**TASK DETAILS:**
How many lines in the records below hold the string "Debug"? Answer with the number alone.

Records excerpted from a collection

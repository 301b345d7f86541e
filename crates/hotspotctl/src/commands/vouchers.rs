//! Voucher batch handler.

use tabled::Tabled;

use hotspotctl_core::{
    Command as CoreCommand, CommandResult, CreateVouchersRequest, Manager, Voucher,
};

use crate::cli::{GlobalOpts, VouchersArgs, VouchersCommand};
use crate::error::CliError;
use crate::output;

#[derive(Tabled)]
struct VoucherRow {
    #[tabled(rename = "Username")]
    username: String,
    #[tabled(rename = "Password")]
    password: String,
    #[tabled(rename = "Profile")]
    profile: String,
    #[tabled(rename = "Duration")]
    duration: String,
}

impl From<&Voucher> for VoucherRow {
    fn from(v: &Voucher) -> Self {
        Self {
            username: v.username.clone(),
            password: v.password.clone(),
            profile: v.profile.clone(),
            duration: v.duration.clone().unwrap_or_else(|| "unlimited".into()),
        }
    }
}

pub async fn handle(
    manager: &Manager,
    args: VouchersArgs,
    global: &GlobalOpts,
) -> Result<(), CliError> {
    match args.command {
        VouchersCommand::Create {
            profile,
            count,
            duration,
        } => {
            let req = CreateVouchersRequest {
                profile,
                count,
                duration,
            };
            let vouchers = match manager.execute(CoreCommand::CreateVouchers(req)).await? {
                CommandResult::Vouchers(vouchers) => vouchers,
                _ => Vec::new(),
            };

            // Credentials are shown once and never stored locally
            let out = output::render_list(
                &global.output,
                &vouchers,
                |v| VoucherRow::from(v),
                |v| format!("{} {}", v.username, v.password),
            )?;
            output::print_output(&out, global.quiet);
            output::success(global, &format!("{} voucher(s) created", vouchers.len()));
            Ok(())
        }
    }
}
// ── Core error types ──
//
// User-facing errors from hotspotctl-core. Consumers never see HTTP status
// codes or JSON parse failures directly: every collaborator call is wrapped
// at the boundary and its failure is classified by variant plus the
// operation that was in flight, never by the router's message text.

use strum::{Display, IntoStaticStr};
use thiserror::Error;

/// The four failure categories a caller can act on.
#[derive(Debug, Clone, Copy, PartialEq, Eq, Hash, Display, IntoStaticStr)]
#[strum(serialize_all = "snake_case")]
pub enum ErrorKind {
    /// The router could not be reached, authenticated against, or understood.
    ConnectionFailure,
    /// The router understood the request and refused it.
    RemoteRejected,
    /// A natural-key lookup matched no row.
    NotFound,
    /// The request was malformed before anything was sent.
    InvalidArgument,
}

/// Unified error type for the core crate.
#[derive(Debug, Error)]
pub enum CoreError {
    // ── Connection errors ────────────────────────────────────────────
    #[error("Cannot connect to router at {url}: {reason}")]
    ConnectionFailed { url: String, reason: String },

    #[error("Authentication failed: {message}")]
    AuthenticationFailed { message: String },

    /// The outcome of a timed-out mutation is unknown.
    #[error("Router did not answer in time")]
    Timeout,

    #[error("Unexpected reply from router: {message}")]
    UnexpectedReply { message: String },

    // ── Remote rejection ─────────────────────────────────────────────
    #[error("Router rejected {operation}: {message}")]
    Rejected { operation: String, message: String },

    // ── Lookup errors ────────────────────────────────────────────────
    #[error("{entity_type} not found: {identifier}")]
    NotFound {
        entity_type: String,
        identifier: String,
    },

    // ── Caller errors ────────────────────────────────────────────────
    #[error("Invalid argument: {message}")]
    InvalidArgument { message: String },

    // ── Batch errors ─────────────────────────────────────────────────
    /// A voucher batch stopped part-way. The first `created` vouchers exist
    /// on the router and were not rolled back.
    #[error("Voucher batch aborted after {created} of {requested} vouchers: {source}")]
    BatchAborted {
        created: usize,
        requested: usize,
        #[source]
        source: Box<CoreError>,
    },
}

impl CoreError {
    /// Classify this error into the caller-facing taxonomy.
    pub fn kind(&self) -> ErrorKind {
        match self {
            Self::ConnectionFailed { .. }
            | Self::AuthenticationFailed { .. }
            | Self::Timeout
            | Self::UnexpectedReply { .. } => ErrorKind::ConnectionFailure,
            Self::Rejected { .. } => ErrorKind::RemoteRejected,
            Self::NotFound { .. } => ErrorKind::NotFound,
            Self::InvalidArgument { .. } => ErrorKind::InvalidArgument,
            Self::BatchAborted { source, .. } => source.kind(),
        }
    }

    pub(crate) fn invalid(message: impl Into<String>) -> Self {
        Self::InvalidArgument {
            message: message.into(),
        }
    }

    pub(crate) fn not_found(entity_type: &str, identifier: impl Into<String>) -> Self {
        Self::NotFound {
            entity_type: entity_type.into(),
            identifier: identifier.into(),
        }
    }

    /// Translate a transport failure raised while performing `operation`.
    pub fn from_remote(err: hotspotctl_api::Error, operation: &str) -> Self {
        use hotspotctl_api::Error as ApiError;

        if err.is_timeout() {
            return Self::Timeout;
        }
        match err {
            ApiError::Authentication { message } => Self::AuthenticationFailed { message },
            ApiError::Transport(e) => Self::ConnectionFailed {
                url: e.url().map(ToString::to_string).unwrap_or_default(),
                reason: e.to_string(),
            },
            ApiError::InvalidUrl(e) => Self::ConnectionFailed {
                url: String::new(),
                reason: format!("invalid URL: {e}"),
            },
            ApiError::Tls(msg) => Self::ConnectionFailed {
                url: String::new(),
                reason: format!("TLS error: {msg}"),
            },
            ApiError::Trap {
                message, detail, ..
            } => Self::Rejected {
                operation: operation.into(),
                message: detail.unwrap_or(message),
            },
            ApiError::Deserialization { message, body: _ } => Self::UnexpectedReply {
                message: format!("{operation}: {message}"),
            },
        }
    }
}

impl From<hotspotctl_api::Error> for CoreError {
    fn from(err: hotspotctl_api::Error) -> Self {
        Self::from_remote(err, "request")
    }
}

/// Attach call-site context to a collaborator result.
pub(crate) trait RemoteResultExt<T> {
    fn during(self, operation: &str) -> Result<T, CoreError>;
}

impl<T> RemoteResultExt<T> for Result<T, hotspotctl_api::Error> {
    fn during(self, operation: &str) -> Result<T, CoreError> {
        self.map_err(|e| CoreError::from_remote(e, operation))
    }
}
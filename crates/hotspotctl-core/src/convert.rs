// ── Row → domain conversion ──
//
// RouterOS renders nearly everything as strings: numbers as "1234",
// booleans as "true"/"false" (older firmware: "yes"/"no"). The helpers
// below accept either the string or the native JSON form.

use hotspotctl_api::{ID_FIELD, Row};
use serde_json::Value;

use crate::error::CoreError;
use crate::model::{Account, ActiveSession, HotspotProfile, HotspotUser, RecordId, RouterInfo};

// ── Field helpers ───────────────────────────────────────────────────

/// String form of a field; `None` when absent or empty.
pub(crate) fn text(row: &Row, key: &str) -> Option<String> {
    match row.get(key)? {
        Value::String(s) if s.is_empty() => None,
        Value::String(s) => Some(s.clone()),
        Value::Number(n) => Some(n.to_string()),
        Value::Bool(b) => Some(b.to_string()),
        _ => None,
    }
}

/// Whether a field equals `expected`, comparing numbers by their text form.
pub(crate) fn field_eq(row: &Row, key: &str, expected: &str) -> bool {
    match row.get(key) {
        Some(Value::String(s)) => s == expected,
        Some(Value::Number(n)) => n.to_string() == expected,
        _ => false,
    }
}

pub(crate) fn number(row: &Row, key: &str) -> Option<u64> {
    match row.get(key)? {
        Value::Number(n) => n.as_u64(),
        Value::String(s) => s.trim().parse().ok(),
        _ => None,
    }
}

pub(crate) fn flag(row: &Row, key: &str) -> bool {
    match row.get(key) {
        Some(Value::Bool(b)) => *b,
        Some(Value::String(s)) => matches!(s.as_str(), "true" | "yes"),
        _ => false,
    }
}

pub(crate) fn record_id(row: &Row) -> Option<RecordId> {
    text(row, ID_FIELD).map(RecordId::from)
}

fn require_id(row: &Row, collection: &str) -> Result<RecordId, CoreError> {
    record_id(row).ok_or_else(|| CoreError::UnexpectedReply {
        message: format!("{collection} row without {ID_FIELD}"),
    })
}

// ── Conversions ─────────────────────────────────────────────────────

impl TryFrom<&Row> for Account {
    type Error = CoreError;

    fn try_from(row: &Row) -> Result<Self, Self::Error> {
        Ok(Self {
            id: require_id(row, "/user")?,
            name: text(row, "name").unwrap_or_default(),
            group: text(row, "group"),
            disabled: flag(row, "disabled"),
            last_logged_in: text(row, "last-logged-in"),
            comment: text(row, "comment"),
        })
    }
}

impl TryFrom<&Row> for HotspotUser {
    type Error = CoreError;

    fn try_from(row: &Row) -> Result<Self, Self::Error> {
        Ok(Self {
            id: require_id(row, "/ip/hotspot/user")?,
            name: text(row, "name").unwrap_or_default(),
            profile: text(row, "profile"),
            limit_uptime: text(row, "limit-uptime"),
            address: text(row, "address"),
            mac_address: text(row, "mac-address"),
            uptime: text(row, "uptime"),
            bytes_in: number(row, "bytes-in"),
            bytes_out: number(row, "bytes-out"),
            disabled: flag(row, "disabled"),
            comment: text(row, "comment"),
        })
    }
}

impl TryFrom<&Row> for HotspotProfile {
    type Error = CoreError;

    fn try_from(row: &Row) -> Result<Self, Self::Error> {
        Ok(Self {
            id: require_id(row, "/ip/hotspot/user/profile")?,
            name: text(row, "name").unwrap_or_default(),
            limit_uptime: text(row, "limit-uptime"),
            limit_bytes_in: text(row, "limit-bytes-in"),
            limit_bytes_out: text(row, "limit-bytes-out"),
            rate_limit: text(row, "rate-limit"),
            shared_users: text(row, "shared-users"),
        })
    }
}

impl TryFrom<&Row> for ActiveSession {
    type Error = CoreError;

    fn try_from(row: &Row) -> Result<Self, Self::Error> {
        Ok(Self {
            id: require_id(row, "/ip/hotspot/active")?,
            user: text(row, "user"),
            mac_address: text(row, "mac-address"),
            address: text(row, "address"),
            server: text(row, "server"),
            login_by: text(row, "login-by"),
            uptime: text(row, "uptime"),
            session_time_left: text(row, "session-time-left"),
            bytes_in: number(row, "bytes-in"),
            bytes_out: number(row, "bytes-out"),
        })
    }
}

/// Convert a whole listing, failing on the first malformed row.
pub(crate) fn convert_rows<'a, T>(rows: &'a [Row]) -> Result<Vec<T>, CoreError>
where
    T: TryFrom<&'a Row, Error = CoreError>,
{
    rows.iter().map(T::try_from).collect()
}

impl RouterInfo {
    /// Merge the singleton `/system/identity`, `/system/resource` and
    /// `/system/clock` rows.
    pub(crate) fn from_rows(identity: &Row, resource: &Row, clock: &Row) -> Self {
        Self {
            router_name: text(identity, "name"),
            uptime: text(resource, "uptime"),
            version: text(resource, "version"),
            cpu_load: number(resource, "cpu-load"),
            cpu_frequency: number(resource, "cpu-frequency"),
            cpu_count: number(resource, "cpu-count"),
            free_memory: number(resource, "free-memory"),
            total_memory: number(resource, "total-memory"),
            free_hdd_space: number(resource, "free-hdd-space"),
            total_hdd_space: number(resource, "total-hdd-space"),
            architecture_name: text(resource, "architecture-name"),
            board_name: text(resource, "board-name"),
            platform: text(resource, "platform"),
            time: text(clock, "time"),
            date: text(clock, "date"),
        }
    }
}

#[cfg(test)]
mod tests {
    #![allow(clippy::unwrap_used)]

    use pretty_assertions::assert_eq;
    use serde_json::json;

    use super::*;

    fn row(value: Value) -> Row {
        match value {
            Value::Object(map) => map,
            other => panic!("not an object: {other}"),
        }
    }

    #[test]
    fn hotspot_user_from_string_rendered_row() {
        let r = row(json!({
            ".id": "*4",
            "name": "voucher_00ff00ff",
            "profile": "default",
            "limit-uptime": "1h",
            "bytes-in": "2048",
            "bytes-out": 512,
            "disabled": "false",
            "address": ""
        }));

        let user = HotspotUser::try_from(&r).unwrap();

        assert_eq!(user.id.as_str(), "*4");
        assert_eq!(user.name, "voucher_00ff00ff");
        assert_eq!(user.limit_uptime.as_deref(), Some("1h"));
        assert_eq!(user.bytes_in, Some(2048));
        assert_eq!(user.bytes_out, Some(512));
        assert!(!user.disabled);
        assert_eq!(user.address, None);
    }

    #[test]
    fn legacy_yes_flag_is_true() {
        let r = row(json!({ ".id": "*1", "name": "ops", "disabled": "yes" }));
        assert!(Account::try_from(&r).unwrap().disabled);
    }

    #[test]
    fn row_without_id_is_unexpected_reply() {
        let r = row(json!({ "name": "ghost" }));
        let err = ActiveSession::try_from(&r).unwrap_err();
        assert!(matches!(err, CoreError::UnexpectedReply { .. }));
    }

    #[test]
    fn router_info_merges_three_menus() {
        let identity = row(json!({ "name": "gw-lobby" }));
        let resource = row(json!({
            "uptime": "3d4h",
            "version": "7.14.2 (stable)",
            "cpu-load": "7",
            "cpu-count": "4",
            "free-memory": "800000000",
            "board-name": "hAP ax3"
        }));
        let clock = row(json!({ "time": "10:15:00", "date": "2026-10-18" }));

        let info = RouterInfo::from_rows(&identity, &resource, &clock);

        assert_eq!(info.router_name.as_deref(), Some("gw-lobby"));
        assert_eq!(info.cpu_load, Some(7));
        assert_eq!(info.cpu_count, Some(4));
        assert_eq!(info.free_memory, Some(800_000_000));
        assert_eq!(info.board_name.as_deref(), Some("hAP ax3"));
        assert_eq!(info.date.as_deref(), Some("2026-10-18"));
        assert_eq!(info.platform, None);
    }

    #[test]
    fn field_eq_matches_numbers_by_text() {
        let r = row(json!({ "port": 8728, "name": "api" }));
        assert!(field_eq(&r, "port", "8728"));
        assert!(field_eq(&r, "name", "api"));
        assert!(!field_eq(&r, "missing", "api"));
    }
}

**WRITTEN REPLY:**
2